Task item —
Scan the listing below. Return every line containing the string "latch".

Task inputs —
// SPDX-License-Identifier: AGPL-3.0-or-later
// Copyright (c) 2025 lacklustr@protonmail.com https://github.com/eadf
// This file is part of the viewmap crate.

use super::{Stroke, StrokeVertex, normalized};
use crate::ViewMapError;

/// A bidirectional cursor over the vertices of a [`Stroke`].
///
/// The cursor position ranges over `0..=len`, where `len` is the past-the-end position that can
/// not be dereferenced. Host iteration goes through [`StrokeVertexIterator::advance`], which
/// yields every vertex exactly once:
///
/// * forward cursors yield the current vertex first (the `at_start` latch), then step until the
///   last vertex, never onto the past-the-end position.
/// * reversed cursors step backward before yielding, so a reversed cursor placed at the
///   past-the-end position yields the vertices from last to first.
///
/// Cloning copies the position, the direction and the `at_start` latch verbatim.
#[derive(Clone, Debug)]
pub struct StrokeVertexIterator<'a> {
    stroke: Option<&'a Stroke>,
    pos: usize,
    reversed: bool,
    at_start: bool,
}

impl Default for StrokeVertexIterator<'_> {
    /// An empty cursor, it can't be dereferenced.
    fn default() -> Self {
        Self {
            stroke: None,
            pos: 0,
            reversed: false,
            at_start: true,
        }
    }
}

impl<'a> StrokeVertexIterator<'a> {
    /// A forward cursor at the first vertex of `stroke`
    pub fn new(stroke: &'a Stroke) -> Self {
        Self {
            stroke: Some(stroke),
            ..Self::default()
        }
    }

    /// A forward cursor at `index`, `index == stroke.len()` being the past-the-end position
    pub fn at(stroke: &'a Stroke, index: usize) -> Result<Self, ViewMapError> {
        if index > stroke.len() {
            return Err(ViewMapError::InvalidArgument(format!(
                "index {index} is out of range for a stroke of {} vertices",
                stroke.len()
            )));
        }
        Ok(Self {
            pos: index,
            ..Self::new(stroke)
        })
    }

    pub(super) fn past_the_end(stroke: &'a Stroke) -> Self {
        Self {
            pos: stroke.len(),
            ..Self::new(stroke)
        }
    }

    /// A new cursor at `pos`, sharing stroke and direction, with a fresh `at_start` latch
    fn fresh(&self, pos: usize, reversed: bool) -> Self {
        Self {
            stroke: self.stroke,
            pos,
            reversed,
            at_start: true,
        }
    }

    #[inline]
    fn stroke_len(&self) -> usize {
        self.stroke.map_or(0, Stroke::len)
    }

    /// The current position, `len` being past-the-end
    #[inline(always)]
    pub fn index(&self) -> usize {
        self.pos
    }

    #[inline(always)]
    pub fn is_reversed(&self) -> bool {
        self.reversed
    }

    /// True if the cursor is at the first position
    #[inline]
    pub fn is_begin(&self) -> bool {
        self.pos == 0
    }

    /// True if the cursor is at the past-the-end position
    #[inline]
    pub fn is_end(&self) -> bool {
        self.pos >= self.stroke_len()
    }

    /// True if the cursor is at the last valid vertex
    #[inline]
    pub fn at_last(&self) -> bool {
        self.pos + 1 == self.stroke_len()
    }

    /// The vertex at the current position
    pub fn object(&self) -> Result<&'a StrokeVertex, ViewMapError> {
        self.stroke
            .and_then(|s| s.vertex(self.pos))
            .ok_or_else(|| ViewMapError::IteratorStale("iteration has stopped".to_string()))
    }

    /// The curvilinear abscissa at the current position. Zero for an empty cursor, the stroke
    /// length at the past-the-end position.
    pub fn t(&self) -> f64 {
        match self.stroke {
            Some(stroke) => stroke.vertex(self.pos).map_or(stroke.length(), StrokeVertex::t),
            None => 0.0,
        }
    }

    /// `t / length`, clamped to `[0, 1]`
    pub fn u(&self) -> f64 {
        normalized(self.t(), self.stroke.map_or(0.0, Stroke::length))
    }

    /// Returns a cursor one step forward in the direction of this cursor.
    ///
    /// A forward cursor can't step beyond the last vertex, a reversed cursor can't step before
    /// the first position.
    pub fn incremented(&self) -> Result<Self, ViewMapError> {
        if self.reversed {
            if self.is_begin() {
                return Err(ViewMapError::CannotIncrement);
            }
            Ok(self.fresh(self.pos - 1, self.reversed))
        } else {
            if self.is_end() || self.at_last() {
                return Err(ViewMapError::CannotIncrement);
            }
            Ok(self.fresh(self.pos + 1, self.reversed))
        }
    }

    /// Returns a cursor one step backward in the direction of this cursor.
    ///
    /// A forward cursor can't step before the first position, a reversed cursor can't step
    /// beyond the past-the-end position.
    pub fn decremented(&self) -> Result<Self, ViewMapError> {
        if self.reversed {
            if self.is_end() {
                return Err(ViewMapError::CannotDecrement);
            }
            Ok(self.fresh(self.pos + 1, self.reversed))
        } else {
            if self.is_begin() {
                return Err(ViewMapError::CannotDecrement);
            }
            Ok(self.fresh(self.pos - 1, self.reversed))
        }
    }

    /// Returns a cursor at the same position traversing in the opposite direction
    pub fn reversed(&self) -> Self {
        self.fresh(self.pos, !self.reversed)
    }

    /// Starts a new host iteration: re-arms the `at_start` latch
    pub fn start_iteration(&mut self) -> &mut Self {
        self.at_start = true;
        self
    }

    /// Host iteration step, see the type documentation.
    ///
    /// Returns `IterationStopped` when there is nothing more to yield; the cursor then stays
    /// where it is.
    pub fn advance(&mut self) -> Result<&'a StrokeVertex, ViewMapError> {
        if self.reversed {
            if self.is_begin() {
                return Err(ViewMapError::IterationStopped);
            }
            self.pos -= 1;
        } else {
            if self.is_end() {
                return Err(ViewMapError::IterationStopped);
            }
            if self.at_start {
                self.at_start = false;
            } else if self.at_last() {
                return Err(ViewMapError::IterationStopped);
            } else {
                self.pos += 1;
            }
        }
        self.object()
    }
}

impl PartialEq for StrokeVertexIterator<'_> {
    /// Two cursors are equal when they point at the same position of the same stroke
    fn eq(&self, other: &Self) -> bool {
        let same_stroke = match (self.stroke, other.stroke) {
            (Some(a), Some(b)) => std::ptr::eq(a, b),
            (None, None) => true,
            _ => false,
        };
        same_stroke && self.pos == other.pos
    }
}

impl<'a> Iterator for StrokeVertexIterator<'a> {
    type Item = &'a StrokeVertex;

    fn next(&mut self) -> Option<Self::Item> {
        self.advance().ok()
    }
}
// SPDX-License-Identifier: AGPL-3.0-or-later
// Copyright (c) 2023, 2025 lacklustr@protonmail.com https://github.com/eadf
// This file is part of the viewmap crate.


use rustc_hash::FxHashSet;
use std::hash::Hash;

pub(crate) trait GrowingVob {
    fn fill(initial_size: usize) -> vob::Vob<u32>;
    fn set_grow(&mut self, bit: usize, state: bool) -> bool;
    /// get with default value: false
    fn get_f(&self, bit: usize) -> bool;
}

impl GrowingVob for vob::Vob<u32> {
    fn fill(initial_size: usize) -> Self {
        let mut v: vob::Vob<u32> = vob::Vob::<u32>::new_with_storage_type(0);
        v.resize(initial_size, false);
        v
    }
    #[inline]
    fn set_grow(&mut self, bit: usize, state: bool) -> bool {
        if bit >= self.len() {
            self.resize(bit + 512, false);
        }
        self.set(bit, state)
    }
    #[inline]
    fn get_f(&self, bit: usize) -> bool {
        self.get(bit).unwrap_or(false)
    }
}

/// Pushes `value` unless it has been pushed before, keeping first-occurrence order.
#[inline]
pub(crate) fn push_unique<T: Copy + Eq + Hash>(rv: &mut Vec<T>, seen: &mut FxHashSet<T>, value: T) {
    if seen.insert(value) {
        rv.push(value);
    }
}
...
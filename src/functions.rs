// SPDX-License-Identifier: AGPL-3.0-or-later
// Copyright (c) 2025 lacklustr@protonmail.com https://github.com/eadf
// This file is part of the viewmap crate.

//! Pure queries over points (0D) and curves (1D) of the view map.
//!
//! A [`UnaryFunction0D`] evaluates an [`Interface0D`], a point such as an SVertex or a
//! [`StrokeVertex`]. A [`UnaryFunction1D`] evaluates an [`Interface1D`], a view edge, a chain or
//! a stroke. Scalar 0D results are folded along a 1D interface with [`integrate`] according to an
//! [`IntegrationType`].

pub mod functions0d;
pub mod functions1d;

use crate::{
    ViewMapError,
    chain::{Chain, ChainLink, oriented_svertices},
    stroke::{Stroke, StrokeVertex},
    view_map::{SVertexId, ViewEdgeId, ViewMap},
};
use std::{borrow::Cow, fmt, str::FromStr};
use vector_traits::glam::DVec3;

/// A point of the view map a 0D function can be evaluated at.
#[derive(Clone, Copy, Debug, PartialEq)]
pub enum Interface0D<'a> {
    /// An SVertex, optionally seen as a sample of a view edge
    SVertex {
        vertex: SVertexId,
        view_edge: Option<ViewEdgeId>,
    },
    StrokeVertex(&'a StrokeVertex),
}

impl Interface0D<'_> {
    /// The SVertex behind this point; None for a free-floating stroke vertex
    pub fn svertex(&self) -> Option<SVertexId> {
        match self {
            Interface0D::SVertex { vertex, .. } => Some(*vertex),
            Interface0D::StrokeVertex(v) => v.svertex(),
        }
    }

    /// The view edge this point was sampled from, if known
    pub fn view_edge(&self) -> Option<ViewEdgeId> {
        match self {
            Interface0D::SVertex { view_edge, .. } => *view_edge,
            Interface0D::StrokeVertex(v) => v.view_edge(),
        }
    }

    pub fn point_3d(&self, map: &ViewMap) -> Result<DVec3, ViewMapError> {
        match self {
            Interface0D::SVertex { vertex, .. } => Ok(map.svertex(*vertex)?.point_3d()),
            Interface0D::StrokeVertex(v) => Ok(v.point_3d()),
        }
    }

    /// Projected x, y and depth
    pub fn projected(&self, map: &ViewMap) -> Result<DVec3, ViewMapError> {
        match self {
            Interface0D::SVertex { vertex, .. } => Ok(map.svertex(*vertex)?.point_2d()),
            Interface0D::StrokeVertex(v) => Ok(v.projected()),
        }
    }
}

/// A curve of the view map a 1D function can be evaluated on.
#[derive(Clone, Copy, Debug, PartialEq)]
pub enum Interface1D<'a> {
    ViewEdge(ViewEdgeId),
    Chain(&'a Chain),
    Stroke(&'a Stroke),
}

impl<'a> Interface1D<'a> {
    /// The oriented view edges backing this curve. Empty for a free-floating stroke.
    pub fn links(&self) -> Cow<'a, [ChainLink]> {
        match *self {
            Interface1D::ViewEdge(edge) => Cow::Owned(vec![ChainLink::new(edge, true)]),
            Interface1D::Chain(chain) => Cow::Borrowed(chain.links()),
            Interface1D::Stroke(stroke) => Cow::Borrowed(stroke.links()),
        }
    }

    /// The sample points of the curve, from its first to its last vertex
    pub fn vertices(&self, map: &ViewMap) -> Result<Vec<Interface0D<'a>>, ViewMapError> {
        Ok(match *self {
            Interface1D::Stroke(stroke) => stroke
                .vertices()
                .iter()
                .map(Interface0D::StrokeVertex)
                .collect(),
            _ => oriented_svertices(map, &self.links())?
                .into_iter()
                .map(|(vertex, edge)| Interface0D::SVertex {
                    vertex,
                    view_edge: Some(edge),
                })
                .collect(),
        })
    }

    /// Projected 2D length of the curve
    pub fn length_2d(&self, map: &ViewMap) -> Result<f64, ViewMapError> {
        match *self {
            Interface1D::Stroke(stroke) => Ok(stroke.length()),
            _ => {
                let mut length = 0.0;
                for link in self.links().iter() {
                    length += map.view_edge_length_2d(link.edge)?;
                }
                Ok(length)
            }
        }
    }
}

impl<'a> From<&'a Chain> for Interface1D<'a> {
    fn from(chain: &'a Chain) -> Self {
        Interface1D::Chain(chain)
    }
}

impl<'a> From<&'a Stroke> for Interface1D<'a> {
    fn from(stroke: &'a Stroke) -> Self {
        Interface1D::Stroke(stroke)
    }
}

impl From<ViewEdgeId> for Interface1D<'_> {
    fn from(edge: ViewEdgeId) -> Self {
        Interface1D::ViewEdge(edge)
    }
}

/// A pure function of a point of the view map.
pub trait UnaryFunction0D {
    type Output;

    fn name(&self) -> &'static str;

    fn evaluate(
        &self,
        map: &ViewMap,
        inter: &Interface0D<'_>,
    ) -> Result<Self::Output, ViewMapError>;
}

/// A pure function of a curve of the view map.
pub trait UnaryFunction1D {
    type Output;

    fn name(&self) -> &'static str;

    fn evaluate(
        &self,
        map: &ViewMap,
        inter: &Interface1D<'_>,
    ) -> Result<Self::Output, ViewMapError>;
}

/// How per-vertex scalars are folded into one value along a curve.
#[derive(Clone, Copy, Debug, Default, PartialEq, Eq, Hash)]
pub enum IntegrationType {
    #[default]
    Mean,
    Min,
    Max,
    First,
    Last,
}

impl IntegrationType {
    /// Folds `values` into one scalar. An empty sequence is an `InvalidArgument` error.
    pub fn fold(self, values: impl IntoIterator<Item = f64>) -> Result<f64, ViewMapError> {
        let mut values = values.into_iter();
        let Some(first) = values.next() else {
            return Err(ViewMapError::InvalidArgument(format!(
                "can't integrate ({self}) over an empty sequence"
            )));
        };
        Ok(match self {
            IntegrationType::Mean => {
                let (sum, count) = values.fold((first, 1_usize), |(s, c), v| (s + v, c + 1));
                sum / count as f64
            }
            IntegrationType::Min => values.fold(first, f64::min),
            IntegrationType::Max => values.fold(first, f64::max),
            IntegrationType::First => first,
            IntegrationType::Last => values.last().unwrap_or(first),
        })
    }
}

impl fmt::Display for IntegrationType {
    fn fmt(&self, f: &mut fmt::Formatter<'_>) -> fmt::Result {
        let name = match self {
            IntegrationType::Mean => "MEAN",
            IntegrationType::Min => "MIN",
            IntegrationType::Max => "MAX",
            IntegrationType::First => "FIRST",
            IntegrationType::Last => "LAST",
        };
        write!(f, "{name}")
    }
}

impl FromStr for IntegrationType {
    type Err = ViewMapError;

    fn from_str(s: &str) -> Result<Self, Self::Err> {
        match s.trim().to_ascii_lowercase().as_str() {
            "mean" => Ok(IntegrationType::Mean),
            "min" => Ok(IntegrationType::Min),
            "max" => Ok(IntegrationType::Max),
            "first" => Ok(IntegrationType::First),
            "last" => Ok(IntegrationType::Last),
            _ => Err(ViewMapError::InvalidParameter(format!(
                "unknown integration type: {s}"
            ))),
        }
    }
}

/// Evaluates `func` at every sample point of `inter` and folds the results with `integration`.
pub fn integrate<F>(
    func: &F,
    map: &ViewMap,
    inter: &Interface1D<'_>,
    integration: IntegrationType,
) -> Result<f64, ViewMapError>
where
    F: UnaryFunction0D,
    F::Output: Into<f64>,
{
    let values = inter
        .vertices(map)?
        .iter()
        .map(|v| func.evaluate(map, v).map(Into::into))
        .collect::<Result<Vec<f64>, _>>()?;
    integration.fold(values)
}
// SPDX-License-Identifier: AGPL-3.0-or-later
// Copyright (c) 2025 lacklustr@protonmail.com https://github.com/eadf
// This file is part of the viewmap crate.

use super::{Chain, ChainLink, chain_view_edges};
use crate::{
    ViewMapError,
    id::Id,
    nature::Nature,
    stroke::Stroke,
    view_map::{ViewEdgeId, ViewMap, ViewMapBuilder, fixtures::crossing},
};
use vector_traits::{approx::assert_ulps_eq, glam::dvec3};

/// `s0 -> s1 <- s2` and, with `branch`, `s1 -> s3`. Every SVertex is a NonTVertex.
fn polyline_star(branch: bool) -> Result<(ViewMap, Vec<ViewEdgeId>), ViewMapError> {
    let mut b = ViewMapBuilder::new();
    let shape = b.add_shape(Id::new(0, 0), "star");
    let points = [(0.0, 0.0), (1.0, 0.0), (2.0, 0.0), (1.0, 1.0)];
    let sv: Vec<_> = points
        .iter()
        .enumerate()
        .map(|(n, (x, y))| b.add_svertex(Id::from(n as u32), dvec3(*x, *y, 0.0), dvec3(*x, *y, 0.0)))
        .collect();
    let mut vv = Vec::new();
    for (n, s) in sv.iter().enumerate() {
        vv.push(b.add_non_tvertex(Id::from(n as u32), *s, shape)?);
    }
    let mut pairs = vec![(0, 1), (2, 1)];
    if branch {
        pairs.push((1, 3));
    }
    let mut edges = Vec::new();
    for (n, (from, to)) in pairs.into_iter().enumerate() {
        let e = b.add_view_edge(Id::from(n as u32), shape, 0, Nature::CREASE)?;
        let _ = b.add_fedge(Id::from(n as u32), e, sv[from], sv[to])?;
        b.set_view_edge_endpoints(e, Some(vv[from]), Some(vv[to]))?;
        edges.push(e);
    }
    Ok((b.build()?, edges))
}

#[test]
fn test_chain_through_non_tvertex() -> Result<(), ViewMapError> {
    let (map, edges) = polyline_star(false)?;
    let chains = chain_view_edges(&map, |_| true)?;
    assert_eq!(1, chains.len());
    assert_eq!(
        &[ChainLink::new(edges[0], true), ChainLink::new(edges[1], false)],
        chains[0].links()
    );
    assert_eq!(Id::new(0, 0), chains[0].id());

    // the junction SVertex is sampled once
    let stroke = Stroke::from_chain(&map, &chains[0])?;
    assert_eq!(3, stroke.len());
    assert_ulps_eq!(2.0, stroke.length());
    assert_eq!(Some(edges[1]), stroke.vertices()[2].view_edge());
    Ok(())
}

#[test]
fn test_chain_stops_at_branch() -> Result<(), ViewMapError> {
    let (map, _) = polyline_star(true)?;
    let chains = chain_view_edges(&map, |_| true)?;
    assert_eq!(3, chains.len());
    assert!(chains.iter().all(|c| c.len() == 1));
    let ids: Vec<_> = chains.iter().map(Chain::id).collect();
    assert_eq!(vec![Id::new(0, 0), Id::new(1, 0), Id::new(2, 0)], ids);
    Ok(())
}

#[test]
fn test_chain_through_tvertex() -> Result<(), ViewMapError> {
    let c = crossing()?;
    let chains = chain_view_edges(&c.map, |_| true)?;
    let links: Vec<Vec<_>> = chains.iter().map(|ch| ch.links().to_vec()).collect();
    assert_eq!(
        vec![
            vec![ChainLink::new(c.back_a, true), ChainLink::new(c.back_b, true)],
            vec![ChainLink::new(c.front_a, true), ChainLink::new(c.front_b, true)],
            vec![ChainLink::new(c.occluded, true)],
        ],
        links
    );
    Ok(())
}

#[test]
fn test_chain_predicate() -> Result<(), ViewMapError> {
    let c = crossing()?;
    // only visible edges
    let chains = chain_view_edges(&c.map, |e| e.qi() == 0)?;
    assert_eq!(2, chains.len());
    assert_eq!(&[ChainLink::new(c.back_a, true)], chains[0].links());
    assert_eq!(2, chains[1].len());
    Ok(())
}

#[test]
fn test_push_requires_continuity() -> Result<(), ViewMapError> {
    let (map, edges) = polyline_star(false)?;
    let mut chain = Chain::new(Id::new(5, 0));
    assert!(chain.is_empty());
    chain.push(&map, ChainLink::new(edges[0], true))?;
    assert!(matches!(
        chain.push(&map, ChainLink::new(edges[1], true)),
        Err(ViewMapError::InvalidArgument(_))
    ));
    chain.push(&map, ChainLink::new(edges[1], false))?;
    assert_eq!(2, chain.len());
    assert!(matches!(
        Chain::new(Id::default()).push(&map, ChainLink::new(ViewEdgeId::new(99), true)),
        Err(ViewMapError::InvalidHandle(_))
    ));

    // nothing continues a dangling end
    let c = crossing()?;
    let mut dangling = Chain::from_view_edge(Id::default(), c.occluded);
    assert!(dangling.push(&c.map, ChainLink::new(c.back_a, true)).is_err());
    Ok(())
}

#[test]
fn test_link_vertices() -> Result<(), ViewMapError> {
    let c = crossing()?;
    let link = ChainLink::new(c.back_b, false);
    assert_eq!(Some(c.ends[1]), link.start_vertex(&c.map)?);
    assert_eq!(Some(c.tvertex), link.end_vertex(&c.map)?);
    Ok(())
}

Answer box —
/// * forward cursors yield the current vertex first (the `at_start` latch), then step until the
/// Cloning copies the position, the direction and the `at_start` latch verbatim.
    /// A new cursor at `pos`, sharing stroke and direction, with a fresh `at_start` latch
    /// Starts a new host iteration: re-arms the `at_start` latch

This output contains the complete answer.